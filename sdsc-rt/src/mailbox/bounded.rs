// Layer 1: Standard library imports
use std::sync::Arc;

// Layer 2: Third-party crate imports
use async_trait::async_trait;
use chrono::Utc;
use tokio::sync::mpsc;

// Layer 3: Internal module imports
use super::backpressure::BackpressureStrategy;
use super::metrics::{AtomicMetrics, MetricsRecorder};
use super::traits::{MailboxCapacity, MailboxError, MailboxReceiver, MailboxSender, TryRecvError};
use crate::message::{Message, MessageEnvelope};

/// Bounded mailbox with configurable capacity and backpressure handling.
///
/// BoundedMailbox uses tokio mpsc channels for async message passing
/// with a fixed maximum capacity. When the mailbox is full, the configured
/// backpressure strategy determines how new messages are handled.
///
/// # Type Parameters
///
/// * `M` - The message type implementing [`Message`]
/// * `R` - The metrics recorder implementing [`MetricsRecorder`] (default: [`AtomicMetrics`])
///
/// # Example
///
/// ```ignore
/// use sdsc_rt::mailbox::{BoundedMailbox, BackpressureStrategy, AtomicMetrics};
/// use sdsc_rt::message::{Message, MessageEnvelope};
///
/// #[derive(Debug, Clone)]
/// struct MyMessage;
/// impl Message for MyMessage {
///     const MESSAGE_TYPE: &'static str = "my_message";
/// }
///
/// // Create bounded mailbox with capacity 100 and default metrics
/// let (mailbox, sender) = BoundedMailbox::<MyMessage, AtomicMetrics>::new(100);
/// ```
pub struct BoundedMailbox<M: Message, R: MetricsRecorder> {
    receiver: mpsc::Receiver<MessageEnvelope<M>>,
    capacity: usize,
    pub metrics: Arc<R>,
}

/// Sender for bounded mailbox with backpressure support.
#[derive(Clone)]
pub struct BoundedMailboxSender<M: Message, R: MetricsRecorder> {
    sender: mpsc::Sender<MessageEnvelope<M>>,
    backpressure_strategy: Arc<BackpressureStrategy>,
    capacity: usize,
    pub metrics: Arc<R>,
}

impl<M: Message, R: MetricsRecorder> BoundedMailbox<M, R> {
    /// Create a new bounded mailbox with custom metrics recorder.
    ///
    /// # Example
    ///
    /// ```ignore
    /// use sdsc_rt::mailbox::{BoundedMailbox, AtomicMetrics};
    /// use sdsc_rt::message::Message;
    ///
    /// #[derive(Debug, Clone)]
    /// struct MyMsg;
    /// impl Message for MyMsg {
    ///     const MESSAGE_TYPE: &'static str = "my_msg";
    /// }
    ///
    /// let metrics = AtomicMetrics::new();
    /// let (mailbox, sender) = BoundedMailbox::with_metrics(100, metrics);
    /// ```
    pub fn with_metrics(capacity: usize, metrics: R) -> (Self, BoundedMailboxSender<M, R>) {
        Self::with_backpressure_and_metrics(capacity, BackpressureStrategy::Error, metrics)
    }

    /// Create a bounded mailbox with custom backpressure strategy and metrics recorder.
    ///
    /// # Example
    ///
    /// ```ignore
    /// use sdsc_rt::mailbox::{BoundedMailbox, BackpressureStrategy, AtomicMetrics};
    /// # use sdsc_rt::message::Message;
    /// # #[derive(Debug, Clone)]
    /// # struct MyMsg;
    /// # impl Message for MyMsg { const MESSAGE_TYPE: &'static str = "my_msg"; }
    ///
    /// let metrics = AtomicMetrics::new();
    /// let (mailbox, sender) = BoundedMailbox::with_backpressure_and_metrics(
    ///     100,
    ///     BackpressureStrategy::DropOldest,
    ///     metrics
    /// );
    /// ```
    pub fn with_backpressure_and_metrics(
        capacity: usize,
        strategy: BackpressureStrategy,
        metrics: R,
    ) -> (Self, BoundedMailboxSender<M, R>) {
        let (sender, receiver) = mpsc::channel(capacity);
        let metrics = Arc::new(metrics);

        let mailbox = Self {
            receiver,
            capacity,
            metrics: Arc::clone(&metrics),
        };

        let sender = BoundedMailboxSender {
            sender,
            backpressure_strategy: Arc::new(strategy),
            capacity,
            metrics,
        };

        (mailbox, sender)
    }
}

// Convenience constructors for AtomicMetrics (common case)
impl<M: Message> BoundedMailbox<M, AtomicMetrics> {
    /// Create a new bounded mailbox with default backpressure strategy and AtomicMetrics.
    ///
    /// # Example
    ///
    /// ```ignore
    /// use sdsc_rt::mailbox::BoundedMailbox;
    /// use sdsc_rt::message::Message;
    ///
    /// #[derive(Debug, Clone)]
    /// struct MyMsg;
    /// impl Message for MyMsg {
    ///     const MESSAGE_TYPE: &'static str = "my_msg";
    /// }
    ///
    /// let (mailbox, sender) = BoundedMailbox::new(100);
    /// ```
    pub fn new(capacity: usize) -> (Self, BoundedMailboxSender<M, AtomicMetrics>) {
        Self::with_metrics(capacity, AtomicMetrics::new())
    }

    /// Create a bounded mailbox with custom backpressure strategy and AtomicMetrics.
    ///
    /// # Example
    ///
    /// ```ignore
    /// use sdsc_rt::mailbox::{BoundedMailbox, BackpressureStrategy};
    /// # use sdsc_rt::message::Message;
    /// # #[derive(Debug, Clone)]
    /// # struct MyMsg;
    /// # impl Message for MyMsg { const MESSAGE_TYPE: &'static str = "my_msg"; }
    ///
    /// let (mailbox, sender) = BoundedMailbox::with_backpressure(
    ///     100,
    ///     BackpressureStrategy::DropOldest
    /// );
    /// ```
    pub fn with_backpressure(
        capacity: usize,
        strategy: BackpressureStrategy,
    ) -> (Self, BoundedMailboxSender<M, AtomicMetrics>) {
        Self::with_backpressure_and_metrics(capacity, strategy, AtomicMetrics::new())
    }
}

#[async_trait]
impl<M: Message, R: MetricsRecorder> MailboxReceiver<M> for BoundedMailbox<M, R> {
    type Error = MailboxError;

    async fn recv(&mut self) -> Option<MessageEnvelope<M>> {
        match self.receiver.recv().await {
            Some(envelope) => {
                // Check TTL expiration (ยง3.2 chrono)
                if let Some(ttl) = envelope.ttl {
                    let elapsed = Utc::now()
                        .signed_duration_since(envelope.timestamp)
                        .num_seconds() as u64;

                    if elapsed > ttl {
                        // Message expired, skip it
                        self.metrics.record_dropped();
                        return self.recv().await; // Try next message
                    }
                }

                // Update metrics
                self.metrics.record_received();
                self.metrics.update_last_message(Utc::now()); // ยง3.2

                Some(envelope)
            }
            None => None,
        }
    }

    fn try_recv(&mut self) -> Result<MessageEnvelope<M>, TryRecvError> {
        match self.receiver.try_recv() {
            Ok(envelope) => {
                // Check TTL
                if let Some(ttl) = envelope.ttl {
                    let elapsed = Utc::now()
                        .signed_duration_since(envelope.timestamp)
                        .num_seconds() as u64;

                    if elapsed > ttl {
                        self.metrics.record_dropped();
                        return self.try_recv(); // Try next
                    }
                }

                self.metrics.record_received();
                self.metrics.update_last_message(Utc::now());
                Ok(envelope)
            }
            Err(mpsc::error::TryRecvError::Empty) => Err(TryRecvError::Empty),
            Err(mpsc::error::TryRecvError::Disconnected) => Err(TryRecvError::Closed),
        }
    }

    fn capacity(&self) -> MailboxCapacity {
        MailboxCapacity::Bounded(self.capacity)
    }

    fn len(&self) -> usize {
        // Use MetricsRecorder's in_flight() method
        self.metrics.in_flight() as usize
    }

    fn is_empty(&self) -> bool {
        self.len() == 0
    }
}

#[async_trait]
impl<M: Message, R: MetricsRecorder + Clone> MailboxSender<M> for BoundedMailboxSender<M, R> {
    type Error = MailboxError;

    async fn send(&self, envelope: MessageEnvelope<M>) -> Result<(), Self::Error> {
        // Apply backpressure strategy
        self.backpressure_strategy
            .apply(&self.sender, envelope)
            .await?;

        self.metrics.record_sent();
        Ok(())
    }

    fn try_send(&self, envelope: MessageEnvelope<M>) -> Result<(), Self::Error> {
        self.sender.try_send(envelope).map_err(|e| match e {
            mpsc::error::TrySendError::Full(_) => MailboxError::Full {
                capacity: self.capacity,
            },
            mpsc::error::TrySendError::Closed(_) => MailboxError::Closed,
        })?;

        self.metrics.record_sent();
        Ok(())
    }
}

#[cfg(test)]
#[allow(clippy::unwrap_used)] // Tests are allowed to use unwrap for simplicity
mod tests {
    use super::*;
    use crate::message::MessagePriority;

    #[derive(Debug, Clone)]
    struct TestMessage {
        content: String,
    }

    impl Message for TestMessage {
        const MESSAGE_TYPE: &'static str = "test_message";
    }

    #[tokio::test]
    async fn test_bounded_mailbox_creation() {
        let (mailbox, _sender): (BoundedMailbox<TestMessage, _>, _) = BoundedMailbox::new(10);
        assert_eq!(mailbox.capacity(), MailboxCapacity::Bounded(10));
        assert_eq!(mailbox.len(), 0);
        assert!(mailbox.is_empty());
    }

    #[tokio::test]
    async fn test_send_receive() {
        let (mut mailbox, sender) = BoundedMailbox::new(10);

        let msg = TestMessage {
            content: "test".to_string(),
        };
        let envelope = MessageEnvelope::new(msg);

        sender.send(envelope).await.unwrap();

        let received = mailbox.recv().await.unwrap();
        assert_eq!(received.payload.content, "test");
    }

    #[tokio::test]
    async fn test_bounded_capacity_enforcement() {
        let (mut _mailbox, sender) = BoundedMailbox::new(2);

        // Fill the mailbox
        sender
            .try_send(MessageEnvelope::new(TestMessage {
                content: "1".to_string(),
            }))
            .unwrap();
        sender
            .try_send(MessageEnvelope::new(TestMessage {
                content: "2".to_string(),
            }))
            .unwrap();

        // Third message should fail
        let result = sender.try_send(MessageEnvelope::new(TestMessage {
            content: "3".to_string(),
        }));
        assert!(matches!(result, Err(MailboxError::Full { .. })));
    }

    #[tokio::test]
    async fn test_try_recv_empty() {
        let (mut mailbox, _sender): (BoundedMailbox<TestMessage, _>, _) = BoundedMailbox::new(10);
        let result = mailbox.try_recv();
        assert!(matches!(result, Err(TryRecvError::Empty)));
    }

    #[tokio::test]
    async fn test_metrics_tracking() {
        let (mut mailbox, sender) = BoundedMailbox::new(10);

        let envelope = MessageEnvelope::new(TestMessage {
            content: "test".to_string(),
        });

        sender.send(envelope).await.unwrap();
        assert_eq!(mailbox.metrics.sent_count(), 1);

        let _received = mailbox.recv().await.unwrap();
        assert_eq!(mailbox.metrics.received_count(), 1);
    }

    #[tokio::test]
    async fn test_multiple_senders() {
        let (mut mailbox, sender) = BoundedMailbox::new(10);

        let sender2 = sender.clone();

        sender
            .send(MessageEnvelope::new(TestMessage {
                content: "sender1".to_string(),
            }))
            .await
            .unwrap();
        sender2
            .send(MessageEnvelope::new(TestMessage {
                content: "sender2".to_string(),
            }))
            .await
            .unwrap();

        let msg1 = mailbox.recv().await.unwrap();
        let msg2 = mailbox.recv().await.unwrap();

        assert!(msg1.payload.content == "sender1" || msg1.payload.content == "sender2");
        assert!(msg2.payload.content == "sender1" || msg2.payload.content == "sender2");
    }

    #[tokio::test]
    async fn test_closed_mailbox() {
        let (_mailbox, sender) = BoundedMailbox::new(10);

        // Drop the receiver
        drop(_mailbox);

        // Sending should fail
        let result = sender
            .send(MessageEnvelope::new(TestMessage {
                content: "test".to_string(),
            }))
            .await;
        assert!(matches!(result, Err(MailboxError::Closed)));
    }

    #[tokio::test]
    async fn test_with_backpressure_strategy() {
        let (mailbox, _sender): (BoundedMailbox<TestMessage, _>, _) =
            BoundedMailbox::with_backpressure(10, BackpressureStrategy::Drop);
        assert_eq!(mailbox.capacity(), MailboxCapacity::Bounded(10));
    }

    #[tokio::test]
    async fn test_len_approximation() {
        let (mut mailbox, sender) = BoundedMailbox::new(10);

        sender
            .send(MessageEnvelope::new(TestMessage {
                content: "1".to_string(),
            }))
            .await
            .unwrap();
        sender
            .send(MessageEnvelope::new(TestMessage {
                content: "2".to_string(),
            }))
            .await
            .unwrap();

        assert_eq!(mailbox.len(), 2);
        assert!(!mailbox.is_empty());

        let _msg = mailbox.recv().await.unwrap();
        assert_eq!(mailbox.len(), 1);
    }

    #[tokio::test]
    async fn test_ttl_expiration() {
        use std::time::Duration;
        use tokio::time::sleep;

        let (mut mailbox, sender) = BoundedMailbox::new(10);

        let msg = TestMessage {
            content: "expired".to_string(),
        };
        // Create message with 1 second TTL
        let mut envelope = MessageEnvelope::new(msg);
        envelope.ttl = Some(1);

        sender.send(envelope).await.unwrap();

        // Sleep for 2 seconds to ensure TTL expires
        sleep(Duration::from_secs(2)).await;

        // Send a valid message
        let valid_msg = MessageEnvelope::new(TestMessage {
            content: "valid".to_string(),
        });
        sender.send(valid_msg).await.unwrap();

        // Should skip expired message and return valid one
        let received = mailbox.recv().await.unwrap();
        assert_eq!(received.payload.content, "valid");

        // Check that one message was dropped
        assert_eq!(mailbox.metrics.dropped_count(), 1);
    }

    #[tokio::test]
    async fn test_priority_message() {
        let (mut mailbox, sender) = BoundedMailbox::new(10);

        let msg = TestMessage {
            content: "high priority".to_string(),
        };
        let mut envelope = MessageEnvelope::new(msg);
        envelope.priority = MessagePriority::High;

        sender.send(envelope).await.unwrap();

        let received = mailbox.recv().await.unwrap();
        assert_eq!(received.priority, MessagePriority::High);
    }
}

-*-

#### Work request:
Gather each line of the listing that holds the string "expired".

#### Completed task:
                        // Message expired, skip it
            content: "expired".to_string(),
        // Should skip expired message and return valid one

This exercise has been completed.